Dataset entries:
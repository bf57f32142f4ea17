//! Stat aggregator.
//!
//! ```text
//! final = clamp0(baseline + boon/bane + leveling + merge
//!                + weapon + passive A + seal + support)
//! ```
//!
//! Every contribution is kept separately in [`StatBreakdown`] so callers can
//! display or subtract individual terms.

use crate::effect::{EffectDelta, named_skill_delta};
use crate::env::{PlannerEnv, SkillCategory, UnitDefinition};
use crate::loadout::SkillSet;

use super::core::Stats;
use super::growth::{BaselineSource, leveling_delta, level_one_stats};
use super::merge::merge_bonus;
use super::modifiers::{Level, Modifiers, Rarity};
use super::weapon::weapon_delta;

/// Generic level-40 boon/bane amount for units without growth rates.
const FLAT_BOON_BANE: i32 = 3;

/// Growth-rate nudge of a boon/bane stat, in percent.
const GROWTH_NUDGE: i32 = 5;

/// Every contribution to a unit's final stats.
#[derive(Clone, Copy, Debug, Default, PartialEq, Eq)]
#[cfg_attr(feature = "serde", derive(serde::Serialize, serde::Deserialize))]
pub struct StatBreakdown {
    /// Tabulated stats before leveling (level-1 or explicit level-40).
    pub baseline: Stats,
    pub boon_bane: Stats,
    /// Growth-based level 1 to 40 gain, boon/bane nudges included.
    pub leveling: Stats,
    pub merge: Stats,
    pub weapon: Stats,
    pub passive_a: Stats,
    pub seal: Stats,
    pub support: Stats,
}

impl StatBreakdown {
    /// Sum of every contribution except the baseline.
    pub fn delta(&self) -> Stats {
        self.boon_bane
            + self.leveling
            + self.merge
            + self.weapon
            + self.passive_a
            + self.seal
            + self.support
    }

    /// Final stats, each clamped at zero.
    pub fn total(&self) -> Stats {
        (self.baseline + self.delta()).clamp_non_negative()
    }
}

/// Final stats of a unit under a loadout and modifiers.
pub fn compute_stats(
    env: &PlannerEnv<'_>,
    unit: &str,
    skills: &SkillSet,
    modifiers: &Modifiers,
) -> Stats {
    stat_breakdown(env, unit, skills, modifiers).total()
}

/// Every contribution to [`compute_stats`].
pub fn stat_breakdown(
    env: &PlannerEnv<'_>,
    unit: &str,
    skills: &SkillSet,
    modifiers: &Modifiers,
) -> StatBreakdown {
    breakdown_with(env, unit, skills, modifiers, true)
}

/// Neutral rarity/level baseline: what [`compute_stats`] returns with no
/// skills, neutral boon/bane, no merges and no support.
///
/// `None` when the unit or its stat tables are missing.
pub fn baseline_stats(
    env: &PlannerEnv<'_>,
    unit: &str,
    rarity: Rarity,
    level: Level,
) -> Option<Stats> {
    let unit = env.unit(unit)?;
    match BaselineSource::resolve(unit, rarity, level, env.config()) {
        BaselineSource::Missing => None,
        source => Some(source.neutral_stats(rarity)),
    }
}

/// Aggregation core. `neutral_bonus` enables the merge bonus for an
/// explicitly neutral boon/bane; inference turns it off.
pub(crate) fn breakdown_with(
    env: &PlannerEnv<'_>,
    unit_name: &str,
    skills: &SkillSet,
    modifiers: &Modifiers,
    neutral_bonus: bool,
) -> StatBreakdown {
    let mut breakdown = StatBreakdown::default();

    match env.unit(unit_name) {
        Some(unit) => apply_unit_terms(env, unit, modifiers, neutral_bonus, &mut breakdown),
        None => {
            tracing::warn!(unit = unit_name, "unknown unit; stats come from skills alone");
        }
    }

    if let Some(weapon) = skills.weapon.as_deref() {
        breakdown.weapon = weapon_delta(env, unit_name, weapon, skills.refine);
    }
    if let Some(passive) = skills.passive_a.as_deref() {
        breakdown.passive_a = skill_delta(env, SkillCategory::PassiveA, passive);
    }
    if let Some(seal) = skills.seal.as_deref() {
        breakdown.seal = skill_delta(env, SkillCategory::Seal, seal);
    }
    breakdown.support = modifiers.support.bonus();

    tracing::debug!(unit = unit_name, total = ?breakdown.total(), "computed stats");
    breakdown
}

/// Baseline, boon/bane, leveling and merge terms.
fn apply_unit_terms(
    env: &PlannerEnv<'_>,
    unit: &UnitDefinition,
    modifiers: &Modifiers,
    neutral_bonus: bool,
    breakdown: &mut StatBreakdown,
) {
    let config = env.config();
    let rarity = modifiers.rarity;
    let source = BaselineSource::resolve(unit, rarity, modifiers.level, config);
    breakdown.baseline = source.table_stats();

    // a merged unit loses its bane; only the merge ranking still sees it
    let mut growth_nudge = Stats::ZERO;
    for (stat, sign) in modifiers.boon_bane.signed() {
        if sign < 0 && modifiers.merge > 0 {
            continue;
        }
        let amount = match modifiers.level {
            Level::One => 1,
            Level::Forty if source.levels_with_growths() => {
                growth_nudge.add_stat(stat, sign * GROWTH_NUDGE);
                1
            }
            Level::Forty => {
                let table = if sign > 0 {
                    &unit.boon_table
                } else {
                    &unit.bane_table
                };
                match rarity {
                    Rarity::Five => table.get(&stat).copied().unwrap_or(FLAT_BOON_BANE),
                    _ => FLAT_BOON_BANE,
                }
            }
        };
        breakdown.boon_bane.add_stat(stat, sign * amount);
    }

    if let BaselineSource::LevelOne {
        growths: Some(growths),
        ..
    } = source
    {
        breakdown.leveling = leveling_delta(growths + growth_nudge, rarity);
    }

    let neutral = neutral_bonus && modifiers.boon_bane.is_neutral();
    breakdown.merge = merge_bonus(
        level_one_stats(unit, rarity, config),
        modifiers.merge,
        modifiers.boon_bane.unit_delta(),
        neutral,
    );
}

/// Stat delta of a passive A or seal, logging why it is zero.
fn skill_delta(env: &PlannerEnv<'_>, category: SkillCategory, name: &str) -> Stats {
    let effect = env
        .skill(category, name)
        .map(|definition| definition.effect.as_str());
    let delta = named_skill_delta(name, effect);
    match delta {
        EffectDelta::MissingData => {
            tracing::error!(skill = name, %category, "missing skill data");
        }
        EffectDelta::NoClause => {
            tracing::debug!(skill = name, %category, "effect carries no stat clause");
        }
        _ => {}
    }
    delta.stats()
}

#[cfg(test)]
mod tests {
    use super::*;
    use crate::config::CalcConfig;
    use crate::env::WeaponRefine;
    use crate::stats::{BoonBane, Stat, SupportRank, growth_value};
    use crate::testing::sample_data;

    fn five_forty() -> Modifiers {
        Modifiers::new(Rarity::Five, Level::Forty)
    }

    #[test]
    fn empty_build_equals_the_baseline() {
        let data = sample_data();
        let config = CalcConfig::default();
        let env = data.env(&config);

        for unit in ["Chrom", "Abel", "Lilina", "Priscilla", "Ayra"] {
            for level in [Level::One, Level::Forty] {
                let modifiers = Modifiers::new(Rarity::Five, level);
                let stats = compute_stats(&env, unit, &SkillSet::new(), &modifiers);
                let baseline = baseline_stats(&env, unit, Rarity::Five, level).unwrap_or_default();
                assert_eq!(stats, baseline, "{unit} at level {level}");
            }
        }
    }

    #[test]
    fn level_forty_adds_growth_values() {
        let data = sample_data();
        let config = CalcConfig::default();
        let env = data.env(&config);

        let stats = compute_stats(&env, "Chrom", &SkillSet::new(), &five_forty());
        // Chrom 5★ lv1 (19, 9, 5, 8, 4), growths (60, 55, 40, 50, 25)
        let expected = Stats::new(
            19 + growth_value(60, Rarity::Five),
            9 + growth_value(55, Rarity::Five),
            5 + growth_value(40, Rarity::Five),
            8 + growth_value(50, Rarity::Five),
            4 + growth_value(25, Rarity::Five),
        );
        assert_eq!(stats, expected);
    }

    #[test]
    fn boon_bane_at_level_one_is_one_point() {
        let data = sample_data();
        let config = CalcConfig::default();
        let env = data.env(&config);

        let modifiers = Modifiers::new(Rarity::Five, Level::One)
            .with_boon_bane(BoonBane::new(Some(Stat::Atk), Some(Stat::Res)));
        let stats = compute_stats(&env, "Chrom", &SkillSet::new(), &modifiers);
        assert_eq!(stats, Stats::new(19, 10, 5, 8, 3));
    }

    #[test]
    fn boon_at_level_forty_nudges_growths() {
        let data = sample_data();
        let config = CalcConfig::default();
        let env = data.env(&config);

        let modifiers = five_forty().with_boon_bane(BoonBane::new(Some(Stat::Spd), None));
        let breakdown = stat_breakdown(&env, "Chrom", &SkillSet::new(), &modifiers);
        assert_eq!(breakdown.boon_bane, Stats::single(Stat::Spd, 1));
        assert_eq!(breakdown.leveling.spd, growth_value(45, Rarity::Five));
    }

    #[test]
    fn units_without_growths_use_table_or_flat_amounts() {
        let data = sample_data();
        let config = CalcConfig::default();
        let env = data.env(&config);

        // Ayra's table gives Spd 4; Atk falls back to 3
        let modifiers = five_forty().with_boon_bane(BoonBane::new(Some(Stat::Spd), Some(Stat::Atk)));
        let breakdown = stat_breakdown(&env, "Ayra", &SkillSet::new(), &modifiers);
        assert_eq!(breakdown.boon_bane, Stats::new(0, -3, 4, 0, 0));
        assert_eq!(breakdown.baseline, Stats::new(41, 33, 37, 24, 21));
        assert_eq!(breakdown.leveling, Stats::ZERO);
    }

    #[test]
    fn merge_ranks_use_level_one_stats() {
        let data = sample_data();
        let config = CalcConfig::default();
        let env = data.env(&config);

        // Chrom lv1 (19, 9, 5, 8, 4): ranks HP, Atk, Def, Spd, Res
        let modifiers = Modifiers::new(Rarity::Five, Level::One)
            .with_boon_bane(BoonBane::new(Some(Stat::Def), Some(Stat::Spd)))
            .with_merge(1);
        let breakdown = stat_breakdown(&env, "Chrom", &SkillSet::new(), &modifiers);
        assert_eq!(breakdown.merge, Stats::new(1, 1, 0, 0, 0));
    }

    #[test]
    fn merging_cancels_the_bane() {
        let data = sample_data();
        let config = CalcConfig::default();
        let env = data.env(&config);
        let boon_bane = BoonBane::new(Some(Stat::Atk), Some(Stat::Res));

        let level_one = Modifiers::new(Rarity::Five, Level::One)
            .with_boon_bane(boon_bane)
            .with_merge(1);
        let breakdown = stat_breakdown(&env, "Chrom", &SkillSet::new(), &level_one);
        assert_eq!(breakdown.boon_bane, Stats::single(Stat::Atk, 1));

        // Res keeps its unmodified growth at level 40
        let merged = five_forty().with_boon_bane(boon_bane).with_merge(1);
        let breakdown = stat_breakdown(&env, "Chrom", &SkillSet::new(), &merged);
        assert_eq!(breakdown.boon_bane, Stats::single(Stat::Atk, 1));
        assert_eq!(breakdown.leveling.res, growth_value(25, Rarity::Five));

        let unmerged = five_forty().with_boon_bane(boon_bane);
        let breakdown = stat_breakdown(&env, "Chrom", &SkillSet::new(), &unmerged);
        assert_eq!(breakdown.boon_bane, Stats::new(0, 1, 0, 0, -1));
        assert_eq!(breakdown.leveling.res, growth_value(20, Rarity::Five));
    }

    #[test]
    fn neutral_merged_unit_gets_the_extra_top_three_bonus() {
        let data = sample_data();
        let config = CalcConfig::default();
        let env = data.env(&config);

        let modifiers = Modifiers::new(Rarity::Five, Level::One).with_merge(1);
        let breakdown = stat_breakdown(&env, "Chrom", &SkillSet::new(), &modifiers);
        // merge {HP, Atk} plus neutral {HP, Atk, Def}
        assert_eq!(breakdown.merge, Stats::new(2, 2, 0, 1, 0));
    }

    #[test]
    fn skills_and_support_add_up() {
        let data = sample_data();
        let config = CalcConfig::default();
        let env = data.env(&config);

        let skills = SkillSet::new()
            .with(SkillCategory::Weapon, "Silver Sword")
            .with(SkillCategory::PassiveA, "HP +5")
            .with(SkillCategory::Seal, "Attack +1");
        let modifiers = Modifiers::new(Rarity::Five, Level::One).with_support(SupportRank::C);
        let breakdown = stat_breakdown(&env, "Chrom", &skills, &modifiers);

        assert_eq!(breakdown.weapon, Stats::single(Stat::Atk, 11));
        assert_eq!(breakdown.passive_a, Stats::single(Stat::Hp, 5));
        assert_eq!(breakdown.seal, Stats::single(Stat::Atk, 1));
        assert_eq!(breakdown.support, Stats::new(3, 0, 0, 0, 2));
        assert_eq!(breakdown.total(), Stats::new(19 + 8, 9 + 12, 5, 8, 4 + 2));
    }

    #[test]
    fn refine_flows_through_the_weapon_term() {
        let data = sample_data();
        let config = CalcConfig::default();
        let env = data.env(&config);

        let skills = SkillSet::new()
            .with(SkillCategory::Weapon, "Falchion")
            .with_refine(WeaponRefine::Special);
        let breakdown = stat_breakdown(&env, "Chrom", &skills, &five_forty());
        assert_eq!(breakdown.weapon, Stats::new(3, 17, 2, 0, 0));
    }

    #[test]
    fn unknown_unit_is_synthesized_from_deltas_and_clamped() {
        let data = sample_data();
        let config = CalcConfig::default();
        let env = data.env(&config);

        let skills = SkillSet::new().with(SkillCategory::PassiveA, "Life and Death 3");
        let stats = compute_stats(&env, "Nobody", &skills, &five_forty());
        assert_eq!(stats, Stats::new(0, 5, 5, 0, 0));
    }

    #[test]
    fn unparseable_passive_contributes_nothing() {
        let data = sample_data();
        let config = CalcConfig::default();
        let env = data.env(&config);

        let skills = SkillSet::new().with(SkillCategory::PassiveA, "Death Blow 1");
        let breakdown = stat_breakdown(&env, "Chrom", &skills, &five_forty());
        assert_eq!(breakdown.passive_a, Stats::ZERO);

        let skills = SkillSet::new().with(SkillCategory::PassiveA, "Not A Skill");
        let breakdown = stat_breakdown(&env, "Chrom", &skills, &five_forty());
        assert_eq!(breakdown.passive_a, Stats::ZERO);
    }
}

- [WHAT YOU WILL DO] In the records above, how many lines hold "core"? Only the number is wanted.

- [RESPONSE TO THE EXERCISE] 2